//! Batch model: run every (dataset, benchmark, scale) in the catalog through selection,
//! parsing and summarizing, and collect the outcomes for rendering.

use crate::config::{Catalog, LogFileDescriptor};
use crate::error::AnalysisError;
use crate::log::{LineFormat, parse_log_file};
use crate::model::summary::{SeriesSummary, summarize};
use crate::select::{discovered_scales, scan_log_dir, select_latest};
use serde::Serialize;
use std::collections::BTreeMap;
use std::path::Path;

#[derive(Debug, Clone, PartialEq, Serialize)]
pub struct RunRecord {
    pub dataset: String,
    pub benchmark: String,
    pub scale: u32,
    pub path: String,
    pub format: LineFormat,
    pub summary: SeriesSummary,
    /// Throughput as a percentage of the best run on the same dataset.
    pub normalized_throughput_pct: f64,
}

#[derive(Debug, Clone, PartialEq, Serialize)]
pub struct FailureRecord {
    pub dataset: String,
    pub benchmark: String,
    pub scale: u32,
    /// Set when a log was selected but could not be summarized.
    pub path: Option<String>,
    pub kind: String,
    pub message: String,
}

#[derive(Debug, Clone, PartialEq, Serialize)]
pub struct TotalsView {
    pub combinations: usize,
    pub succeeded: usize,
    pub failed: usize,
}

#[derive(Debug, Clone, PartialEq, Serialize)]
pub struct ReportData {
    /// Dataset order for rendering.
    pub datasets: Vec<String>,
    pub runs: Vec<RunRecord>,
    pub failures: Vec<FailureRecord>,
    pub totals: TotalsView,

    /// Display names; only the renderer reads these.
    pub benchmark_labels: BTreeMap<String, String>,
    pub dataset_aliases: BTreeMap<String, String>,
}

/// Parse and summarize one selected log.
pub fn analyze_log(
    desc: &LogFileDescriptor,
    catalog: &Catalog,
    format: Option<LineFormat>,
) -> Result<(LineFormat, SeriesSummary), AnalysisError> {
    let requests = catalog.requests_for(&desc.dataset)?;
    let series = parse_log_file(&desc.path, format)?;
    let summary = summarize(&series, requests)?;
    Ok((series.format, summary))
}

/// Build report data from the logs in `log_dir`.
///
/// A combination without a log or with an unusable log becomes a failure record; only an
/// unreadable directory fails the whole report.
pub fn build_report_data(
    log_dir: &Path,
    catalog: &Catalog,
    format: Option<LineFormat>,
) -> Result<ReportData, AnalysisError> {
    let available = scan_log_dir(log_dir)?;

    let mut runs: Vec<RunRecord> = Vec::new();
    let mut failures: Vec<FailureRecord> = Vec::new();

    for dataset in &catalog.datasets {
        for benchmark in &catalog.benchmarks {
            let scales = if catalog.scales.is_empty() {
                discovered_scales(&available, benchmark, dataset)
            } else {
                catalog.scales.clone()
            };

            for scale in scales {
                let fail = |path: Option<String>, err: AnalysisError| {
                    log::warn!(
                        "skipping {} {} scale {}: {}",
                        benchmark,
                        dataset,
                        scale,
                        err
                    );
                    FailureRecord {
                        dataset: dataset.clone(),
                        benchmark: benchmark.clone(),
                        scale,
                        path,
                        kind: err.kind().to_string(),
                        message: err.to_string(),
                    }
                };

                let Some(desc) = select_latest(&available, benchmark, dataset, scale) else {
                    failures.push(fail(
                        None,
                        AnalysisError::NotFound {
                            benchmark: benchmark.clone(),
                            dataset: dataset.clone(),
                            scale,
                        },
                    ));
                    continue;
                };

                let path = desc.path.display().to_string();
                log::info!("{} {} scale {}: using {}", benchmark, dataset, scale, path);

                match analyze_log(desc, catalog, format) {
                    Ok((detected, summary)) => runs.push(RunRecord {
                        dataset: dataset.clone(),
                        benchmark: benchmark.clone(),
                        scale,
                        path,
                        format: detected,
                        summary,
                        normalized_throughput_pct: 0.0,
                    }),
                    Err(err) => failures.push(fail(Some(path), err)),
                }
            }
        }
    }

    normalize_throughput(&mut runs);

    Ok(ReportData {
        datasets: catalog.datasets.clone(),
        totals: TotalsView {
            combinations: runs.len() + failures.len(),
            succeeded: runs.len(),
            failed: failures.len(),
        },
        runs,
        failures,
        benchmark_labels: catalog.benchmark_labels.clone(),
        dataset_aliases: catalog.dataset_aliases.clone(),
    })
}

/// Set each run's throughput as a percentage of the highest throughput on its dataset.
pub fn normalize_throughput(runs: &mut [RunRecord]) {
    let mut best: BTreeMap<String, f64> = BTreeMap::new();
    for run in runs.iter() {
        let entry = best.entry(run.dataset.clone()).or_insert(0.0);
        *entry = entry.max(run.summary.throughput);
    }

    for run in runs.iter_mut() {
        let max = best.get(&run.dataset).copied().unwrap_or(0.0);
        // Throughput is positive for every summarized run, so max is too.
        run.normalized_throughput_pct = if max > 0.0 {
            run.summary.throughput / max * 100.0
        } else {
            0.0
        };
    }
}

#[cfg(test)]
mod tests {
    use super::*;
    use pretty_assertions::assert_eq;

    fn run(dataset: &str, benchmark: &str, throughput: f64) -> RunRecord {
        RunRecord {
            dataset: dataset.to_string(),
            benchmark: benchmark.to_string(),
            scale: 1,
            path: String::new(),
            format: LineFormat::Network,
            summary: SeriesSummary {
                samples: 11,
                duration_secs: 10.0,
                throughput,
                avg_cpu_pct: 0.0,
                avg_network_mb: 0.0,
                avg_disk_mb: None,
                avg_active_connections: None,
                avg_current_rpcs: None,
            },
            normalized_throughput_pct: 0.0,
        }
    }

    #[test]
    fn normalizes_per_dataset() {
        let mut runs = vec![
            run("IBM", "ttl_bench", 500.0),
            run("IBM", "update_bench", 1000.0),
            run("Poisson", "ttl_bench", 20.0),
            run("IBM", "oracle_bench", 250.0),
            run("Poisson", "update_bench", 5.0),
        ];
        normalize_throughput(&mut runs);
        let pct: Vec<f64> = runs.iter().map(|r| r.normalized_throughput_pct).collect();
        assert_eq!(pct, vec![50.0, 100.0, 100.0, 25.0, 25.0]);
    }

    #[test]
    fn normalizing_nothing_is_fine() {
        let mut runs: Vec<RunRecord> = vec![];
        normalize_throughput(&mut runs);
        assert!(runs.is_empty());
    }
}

---

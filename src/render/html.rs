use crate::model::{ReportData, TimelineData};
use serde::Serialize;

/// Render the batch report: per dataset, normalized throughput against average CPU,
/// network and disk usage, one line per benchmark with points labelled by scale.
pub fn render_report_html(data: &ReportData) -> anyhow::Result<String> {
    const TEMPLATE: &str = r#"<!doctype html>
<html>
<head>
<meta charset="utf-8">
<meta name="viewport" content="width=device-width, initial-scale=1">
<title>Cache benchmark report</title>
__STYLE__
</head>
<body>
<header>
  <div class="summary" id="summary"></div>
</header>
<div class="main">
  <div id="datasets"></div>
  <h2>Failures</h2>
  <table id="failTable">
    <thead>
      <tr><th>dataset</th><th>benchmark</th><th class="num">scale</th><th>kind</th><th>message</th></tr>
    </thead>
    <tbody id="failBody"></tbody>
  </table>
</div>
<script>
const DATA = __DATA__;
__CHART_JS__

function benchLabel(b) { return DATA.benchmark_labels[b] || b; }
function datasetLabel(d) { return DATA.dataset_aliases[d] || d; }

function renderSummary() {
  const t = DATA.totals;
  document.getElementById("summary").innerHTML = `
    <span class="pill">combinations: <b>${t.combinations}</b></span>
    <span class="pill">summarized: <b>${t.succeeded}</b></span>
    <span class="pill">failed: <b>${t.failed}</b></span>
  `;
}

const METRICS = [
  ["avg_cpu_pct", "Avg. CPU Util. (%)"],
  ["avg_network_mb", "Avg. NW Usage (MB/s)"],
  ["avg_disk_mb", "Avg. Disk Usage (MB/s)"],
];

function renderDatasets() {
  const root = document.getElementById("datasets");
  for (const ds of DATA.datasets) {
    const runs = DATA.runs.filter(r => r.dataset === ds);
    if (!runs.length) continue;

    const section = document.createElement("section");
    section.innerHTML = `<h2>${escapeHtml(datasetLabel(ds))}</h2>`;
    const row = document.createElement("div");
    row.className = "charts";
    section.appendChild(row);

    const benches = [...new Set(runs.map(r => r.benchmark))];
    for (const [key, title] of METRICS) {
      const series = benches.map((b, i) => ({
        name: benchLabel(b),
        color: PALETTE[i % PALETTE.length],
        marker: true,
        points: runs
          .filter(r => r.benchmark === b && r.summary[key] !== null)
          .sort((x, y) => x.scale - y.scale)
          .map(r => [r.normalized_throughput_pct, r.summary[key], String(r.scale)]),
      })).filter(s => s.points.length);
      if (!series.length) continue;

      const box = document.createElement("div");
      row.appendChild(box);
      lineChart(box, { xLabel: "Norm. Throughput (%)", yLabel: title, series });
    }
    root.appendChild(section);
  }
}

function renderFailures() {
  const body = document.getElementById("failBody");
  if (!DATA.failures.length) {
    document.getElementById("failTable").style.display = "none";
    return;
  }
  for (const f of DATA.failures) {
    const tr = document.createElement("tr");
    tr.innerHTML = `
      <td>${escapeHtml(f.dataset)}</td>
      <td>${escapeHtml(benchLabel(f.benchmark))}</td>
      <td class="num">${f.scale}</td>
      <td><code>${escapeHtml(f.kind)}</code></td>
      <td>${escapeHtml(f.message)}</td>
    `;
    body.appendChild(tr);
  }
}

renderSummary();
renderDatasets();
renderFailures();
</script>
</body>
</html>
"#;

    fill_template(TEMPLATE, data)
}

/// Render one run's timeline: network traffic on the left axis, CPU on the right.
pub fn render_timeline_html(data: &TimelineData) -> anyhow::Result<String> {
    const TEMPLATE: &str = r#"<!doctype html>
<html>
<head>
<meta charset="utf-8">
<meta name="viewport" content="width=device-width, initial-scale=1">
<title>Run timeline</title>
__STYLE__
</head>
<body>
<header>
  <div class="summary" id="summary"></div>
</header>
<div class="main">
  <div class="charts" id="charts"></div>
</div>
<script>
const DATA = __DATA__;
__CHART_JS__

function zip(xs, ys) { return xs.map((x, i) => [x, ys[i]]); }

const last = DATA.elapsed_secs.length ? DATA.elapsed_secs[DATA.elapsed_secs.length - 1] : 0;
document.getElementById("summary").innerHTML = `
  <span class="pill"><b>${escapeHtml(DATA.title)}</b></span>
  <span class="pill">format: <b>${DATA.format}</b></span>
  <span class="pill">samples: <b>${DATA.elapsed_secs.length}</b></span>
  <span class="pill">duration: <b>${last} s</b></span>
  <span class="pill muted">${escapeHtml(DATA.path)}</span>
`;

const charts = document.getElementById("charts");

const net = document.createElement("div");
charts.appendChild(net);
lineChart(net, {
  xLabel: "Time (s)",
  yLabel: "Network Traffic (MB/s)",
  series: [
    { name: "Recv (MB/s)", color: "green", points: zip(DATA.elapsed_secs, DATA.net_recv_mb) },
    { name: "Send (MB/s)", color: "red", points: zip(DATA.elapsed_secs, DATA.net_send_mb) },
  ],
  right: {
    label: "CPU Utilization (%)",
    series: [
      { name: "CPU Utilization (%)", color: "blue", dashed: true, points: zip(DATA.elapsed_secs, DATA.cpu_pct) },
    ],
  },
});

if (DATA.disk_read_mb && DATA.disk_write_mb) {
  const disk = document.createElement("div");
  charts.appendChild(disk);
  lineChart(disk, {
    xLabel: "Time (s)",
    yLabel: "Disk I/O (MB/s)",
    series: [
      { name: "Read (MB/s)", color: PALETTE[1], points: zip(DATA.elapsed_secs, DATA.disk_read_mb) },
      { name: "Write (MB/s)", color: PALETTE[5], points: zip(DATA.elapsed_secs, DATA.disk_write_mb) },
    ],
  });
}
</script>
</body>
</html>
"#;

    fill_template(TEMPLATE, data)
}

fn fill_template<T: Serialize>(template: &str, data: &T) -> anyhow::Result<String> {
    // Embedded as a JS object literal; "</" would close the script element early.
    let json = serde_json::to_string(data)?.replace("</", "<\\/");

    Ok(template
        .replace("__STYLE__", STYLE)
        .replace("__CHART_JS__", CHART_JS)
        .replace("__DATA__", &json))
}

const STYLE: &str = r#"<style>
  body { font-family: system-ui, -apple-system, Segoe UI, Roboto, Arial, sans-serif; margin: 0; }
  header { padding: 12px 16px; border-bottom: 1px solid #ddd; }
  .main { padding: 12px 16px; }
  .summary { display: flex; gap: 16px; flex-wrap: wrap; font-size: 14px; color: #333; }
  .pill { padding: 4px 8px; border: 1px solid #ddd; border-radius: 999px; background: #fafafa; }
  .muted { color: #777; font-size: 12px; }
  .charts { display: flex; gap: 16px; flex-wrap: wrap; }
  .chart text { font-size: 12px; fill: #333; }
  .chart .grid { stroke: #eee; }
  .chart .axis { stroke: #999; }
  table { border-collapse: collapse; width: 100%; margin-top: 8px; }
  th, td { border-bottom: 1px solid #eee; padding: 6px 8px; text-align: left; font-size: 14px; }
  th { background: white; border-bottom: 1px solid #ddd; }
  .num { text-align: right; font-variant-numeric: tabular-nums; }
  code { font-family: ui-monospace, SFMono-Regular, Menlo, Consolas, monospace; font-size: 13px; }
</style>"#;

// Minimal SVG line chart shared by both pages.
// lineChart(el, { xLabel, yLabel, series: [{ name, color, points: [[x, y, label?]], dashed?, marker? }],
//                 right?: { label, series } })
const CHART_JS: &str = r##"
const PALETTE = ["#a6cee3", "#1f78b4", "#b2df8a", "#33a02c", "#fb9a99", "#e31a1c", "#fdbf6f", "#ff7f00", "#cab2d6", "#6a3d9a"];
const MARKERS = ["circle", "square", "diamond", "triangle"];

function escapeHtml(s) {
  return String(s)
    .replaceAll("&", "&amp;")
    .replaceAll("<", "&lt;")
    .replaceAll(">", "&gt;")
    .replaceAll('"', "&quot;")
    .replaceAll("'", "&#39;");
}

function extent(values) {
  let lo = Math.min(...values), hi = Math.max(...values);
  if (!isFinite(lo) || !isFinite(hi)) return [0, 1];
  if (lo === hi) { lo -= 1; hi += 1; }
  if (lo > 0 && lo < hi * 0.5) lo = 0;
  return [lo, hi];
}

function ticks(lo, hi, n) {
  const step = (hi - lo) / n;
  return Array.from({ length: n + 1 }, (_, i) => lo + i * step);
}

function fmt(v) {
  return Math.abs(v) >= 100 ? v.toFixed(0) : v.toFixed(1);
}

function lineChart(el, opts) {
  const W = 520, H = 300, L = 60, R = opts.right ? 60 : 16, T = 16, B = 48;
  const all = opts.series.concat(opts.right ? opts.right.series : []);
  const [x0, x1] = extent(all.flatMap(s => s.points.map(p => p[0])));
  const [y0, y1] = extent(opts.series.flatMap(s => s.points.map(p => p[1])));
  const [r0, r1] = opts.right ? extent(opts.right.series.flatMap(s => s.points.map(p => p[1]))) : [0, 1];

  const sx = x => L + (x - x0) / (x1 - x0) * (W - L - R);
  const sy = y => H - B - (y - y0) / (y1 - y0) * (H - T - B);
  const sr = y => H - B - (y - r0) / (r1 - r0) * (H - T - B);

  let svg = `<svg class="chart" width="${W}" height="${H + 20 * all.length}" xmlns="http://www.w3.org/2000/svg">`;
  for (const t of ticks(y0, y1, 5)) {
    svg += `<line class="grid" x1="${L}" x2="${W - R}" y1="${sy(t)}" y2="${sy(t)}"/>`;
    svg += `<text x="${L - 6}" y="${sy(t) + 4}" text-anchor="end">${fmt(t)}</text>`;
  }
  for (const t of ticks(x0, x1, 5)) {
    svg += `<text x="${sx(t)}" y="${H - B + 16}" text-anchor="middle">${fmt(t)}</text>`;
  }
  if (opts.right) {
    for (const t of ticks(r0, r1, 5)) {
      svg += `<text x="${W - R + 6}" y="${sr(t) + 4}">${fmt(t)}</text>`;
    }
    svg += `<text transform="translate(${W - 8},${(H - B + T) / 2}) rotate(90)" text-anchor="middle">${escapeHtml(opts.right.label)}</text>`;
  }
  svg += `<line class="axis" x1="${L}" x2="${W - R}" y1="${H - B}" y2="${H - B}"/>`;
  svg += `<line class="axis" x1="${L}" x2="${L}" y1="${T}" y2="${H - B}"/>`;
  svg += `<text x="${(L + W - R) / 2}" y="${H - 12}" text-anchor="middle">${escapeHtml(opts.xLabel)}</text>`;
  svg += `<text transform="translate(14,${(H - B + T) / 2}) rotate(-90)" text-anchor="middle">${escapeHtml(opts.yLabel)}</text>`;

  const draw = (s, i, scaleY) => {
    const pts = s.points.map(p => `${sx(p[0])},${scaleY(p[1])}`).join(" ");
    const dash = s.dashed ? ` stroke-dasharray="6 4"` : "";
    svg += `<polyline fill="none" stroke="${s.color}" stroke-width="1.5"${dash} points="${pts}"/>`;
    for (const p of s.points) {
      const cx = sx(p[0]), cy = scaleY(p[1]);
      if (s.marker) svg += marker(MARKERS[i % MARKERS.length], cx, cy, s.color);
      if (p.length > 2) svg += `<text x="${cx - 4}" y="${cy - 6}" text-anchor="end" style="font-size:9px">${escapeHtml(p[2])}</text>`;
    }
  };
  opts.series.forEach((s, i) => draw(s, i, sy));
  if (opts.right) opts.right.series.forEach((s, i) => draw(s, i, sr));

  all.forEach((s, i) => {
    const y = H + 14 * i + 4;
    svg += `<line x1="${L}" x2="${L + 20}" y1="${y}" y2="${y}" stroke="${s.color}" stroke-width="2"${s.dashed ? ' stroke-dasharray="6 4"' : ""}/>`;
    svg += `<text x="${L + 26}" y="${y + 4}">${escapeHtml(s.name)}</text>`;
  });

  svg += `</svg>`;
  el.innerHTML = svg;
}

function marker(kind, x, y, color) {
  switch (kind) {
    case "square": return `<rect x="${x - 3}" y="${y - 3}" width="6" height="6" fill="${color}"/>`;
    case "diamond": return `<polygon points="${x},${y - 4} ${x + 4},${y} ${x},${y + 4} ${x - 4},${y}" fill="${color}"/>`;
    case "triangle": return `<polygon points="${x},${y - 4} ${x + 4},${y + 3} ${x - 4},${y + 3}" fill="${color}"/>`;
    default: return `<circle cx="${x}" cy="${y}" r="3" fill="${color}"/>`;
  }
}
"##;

--

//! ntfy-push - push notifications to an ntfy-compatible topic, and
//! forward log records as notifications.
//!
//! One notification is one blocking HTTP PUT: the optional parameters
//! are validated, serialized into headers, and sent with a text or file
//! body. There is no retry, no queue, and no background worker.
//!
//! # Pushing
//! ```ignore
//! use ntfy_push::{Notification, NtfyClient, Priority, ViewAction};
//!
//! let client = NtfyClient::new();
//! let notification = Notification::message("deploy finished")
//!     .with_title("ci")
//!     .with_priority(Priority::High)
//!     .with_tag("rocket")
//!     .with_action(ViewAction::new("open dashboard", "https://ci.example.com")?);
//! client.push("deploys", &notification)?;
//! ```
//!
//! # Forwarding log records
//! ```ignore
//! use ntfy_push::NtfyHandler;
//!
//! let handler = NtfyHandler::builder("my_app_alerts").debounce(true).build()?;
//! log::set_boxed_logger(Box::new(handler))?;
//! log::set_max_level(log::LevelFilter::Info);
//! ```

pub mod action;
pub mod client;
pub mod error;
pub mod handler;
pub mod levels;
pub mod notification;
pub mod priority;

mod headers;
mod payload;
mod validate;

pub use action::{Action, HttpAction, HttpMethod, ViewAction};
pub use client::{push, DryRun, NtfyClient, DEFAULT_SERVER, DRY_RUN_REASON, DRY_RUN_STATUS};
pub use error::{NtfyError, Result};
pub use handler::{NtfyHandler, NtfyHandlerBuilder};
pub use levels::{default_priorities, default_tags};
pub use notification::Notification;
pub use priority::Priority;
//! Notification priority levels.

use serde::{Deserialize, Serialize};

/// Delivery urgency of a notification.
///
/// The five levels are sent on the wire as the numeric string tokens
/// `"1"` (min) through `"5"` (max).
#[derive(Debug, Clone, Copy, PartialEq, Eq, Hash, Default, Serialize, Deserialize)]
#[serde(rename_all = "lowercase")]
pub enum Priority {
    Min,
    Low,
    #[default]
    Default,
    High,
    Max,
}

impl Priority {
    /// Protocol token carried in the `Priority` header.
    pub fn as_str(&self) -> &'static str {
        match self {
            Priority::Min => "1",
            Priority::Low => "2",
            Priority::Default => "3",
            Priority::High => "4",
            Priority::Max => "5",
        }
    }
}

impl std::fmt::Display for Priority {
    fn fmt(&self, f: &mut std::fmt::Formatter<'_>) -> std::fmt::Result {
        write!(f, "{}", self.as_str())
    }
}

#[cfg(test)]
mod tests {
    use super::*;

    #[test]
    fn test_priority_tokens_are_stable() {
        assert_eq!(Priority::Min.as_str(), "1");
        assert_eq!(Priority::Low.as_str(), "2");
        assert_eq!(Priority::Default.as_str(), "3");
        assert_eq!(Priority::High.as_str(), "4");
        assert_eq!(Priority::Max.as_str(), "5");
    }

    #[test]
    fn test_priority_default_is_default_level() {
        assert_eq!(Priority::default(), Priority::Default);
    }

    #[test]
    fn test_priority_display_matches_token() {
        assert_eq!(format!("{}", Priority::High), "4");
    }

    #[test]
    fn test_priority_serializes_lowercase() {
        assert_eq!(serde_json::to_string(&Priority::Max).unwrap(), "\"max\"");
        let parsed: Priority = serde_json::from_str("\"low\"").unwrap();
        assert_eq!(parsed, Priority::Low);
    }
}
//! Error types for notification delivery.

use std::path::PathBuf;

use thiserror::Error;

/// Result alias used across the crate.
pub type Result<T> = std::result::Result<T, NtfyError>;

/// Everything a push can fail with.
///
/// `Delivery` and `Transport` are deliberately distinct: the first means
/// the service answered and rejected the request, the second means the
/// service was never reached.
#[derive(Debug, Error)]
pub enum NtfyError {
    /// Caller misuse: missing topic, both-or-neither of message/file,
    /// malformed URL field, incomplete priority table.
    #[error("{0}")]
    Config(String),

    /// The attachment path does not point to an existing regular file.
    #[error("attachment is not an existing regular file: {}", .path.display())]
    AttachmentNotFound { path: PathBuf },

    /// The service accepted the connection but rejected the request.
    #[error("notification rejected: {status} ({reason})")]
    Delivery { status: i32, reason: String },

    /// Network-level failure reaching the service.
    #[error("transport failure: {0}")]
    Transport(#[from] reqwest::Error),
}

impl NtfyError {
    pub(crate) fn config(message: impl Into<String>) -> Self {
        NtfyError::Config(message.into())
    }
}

#### Task brief:
After going through the entries, say how many lines contain the string "axis". Nothing else belongs in the reply.

#### Answer space:
4